One of the key insights of behavioral economics is that people don't do what they know they should do;. That information by itself is just not enough to move the needle. But Kristen Berman is trying to change that, by doing what Greg calls “Pracademics” - putting academics into practice.

Kristen Berman is the co-founder of Irrational Labs with Dan Ariely, the co-founder of the Common Sense Labs for Financial Wellness at Duke University, and was also involved in founding Google's Behavioral Science Lab.

Today, she and Greg talk about whether the move to relying on data is a technological or cultural shift, the importance of mental models managing friction, and visible norm-setting.

Episode Quotes:

Information by itself is just not enough to move the needle / intention action gap:

“So I tell you about compound interest, that does not mean you'll actually invest money. Now, this does not mean we're stupid. We can learn. So if I tell you about compound interest, you will learn about compound interest. The gap here is the doing, right? The gap here is not learning. And so that's really where behavioral science comes in. It says there's an intention action gap. We may know something about diet and exercise or investing money, but actually doing it is a problem.”

Delayed reinforcement isn't effective:

“The worst offenders of this are employee wellness plans. Employee wellness plans basically ask you to do something, and then at the end of the quarter, they may give you a $50 gift card to Starbucks. And lo and behold employee wellness plans have failed, with lots of money put towards them, to actually change any health outcomes. Some of that is self-selection where people who are already healthy are self-selecting into the employee wellness plan. And some of this is just bad design where I do something today, and in a year, in a quarter, my employer will tell me thank you.”

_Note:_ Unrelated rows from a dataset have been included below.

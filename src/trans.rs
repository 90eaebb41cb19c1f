//! Bidirectional translators between terms and typed values.
//!
//! A [`Trans<T>`] pairs two operations:
//!
//! - `check`: validate a [`Term`] and decode it into a `T`
//! - `termify`: encode a `T` back into a [`Term`]
//!
//! The two directions are kept consistent: for any value a schema accepts,
//! `check(&termify(&x))` gives back `x`.
//!
//! Translators are small immutable structs that compose by wrapping, e.g.
//! `tagged_sequence("products", combine_trans(...))`. They hold no state
//! between calls, so one schema can be shared freely, including across threads.
//!
//! ## Aggregates
//!
//! [`combine_trans`](crate::combine_trans) feeds each field translator the
//! aggregate node through [`Trans::check_field`]. The default reads the next
//! positional child; tag-located translators such as
//! [`ensure_tag`](crate::ensure_tag) override it to search the node instead.
//!
//! ```rust
//! use termpose::{float_trans, Term, Trans};
//!
//! let t = float_trans();
//! assert_eq!(t.check(&Term::leaf("9.50")).unwrap(), 9.5);
//! assert_eq!(t.termify(&5.0), Term::leaf("5"));
//! ```

use crate::error::{CheckError, CheckErrorKind, Segment};
use crate::term::Term;
use std::rc::Rc;
use std::sync::Arc;

/// A paired decode/encode capability for one type.
pub trait Trans<T> {
    /// Decodes `term`, failing on the first mismatch.
    fn check(&self, term: &Term) -> Result<T, CheckError>;

    /// Encodes `value`. Never fails for values this translator can produce.
    fn termify(&self, value: &T) -> Term;

    /// Decodes this field of the aggregate node `parent`.
    ///
    /// `slot` is the next unread positional child. Positional translators
    /// consume it; tag-located ones leave it alone.
    fn check_field(&self, parent: &Term, slot: &mut usize) -> Result<T, CheckError> {
        let index = *slot;
        *slot += 1;
        let child = parent.children().get(index).ok_or_else(|| {
            CheckError::new(CheckErrorKind::MissingField(Segment::Index(index)), parent)
        })?;
        self.check(child).map_err(|e| e.within(Segment::Index(index)))
    }

    /// Appends this field's representation to an aggregate's children.
    fn termify_field(&self, value: &T, fields: &mut Vec<Term>) {
        fields.push(self.termify(value));
    }
}

macro_rules! forward_trans {
    ($($ptr:ty),*) => {
        $(
            impl<T, X> Trans<T> for $ptr
            where
                X: Trans<T> + ?Sized,
            {
                fn check(&self, term: &Term) -> Result<T, CheckError> {
                    (**self).check(term)
                }

                fn termify(&self, value: &T) -> Term {
                    (**self).termify(value)
                }

                fn check_field(&self, parent: &Term, slot: &mut usize) -> Result<T, CheckError> {
                    (**self).check_field(parent, slot)
                }

                fn termify_field(&self, value: &T, fields: &mut Vec<Term>) {
                    (**self).termify_field(value, fields)
                }
            }
        )*
    };
}

forward_trans!(&X, Box<X>, Rc<X>, Arc<X>);

/// Checks that `term` is a scalar leaf and returns its text.
pub(crate) fn scalar<'t>(term: &'t Term, expected: &str) -> Result<&'t str, CheckError> {
    if !term.is_leaf() {
        return Err(CheckError::type_mismatch(
            term,
            expected,
            &format!("a node with {} children", term.children().len()),
        ));
    }
    term.value()
        .ok_or_else(|| CheckError::type_mismatch(term, expected, &describe(term)))
}

/// A short human description of a term's shape, for error messages.
pub(crate) fn describe(term: &Term) -> String {
    match (term.tag(), term.value(), term.children().len()) {
        (_, Some(v), _) => format!("the value {:?}", v),
        (Some(tag), None, 0) => format!("the empty tag \"{}\"", tag),
        (Some(tag), None, n) => format!("\"{}\" with {} children", tag, n),
        (None, None, 0) => "an empty node".to_string(),
        (None, None, n) => format!("a node with {} children", n),
    }
}

#[cfg(test)]
mod tests {
    use super::*;
    use crate::{float_trans, string_trans};

    #[test]
    fn test_forwarding_through_pointers() {
        let boxed: Box<dyn Trans<String>> = Box::new(string_trans());
        assert_eq!(boxed.check(&Term::leaf("x")).unwrap(), "x");

        let shared = Arc::new(float_trans());
        let by_ref = &shared;
        assert_eq!(by_ref.termify(&1.5), Term::leaf("1.5"));
    }

    #[test]
    fn test_default_check_field_is_positional() {
        let node = Term::list(vec![Term::leaf("a"), Term::leaf("b")]);
        let mut slot = 0;
        let t = string_trans();
        assert_eq!(t.check_field(&node, &mut slot).unwrap(), "a");
        assert_eq!(t.check_field(&node, &mut slot).unwrap(), "b");
        let err = t.check_field(&node, &mut slot).unwrap_err();
        assert_eq!(err.kind, CheckErrorKind::MissingField(Segment::Index(2)));
    }

    #[test]
    fn test_describe() {
        assert_eq!(describe(&Term::leaf("x")), "the value \"x\"");
        assert_eq!(describe(&Term::empty()), "an empty node");
        assert_eq!(describe(&Term::tagged("a", vec![])), "the empty tag \"a\"");
    }
}
use criterion::{black_box, criterion_group, criterion_main, BenchmarkId, Criterion};
use termpose::{
    combine_trans, ensure_tag, float_trans, int_trans, parse, print, string_trans,
    tagged_sequence, Trans,
};

#[derive(Clone)]
struct Product {
    name: String,
    cost: f64,
    stock: i64,
    description: String,
}

fn products() -> impl Trans<Vec<Product>> {
    tagged_sequence(
        "products",
        combine_trans(
            |(name, cost, stock, description)| Product {
                name,
                cost,
                stock,
                description,
            },
            |p: &Product| (p.name.clone(), p.cost, p.stock, p.description.clone()),
            (
                string_trans(),
                ensure_tag("cost", float_trans()),
                ensure_tag("stock", int_trans()),
                ensure_tag("description", string_trans()),
            ),
        ),
    )
}

fn catalogue(size: usize) -> Vec<Product> {
    (0..size)
        .map(|i| Product {
            name: format!("item-{}", i),
            cost: i as f64 * 1.25,
            stock: (i * 7 % 100) as i64,
            description: format!("item number {}\nsecond line of text", i),
        })
        .collect()
}

fn benchmark_parse(c: &mut Criterion) {
    let mut group = c.benchmark_group("parse");
    let schema = products();
    for size in [10, 100, 1000] {
        let text = print(&schema.termify(&catalogue(size)));
        group.bench_with_input(BenchmarkId::from_parameter(size), &text, |b, text| {
            b.iter(|| parse(black_box(text)).unwrap())
        });
    }
    group.finish();
}

fn benchmark_print(c: &mut Criterion) {
    let mut group = c.benchmark_group("print");
    let schema = products();
    for size in [10, 100, 1000] {
        let term = schema.termify(&catalogue(size));
        group.bench_with_input(BenchmarkId::from_parameter(size), &term, |b, term| {
            b.iter(|| print(black_box(term)))
        });
    }
    group.finish();
}

fn benchmark_check(c: &mut Criterion) {
    let mut group = c.benchmark_group("check");
    let schema = products();
    for size in [10, 100, 1000] {
        let term = schema.termify(&catalogue(size));
        group.bench_with_input(BenchmarkId::from_parameter(size), &term, |b, term| {
            b.iter(|| schema.check(black_box(term)).unwrap())
        });
    }
    group.finish();
}

fn benchmark_termify(c: &mut Criterion) {
    let schema = products();
    let items = catalogue(100);
    c.bench_function("termify_100", |b| {
        b.iter(|| schema.termify(black_box(&items)))
    });
}

criterion_group!(
    benches,
    benchmark_parse,
    benchmark_print,
    benchmark_check,
    benchmark_termify
);
criterion_main!(benches);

Using social proof to change behaviors:

“If I could do a crazy experiment, I would probably pay people to exercise outside in a community that has a higher likelihood of obesity. Visible norm setting is very important. If you're in a community that you don't see something happening, either because it's invisible like savings or because people just aren't doing it like working out, we really have an opportunity to figure out how we can get that social norm to be more visible. So paying people to run outside, you can imagine you see somebody running outside, you're like okay maybe I'll try it.”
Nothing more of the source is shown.